Not with us. It never would be. I could see that Gretchen and Britta considered themselves fortunate that they had associated with men who had protected them, and I noticed that each drew closer to her man. The men, for their part, were filled with helpless outrage that a girl as fragile as Monica had been so abused. A wandering pimp, seeing Joe momentarily detached from our group, sidled up to him and asked, ‘You like to spend one whole night my sister? Very young, very clean.’ Joe punched him viciously in the gut, doubling him with pain. It was then that I said, We’d better get out of this town.’

Now Gretchen sprang her surprise. Leaning across the table, she reached for Joe’s hands and said, ‘It’s time for us to do what must be done. I’m giving you the pop-top. Go where you have to go, then sell it.’

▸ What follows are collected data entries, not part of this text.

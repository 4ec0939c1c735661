use super::algorithm::{Algorithm, ConstAlgorithm, InPlaceAlgorithm, OutOfPlaceAlgorithm};
use crate::image::{ImageError, ImageState, visit_state};
use tracing::debug;

fn check_support<A: Algorithm>(algorithm: &A, state: &ImageState) -> Result<(), ImageError> {
    let variant = state.variant();
    if algorithm.supports(variant) {
        debug!(algorithm = algorithm.name(), %variant, "Dispatching algorithm.");
        Ok(())
    } else {
        debug!(algorithm = algorithm.name(), %variant, "Variant not supported by algorithm.");
        Err(ImageError::unsupported(algorithm.name(), variant))
    }
}

/// Resolves the concrete buffer once and hands it to `algorithm` for mutation.
pub fn apply_in_place<A: InPlaceAlgorithm>(
    state: &mut ImageState,
    algorithm: &mut A,
) -> Result<(), ImageError> {
    check_support(algorithm, state)?;
    visit_state!(state, s => algorithm.visit_mut(s))
}

pub fn apply_const<A: ConstAlgorithm>(
    state: &ImageState,
    algorithm: &mut A,
) -> Result<(), ImageError> {
    check_support(algorithm, state)?;
    visit_state!(state, s => algorithm.visit(s))
}

/// Resolves the concrete buffer once and returns the state `algorithm` builds
/// from it.
pub fn apply<A: OutOfPlaceAlgorithm>(
    state: &ImageState,
    algorithm: &mut A,
) -> Result<ImageState, ImageError> {
    check_support(algorithm, state)?;
    let result = visit_state!(state, s => algorithm.visit_into(s))?;
    debug!(
        algorithm = algorithm.name(),
        result = %result.variant(),
        extent = %result.extent(),
        "Out-of-place algorithm produced a new state."
    );
    Ok(result)
}
//! # Engine Module
//!
//! Algorithm dispatch over image states and the ownership model around them.
//!
//! ## Overview
//!
//! An algorithm is written once, generically over the sample type and domain of
//! a [`TypedState`](crate::image::TypedState). The engine resolves the runtime
//! variant of an [`ImageState`](crate::image::ImageState) with a single match,
//! checks that the algorithm supports it, and runs the algorithm's own loop on
//! the concrete buffer.
//!
//! ## Architecture
//!
//! - **Algorithm Traits** ([`algorithm`]) - in-place, read-only and out-of-place
//!   capability contracts.
//! - **Dispatch** ([`dispatch`]) - variant resolution and support checks.
//! - **Handles** ([`handle`]) - [`ImageHandle`], the shared owner of a state,
//!   and its non-owning [`WeakImageHandle`].
//! - **Observers** ([`observer`]) - weak listeners notified on update and
//!   destruction, in registration order, reading the image through a
//!   read-only [`ImageView`].
//! - **Configuration** ([`config`]) - numeric tolerances and transform
//!   normalization loaded from TOML.

pub mod algorithm;
pub mod config;
pub mod dispatch;
pub mod handle;
pub mod observer;
pub mod view;

pub use algorithm::{Algorithm, ConstAlgorithm, Identity, InPlaceAlgorithm, OutOfPlaceAlgorithm};
pub use config::{
    ConfigError, GeometryConfig, Normalization, ToolkitConfig, ToolkitConfigBuilder,
    TransformConfig,
};
pub use handle::{ImageHandle, WeakImageHandle};
pub use observer::{DataObserver, ObserverId};
pub use view::ImageView;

There was a protracted silence. Joe reddened and was speechless, confused by the transparent revelation contained in her impulsive act. Britta smiled approvingly. It was practical Holt who spoke: ‘How are you going to transfer the papers?’ I suggested the American consul, but Kasim, monitoring our conversation, hurried up to suggest, ‘I have a friend who is a printer. For ten dollars he’ll forge you a complete bill of sale … all documents in order.’

‘What country to what country?’ Big Loomis asked.

‘You name it. Germany to Sweden, Egypt to Tanzania. To him it’s all the same.’

To my surprise Holt agreed. ‘Probably the best way. You get mixed up with an American consul … there aren’t that many months in the year.’ So Gretchen unloaded her purse and produced a series of papers which Kasim stuffed into his inside pocket

‘How long?’ Gretchen asked.

With my friend, every case is an emergency,’ Kasim said reassuringly. ‘Forty minutes.’

‘So fast?’ Gretchen asked.

‘In Tangier … yes,’ Big Loomis said, but Kasim did not
depart immediately. Going to Joe, he asked, ‘How about a passport? Maybe a special passport?’

‘How much?’ Joe asked cautiously.

‘Depends upon what ones we happen to have on hand. By the way, any of you like to sell your passports? Good money.’

Holt, afraid that Joe might be seriously considering exchanging his American passport for some other in order to escape detection by American officials, said firmly, ‘We’ll get along with the passports we have.’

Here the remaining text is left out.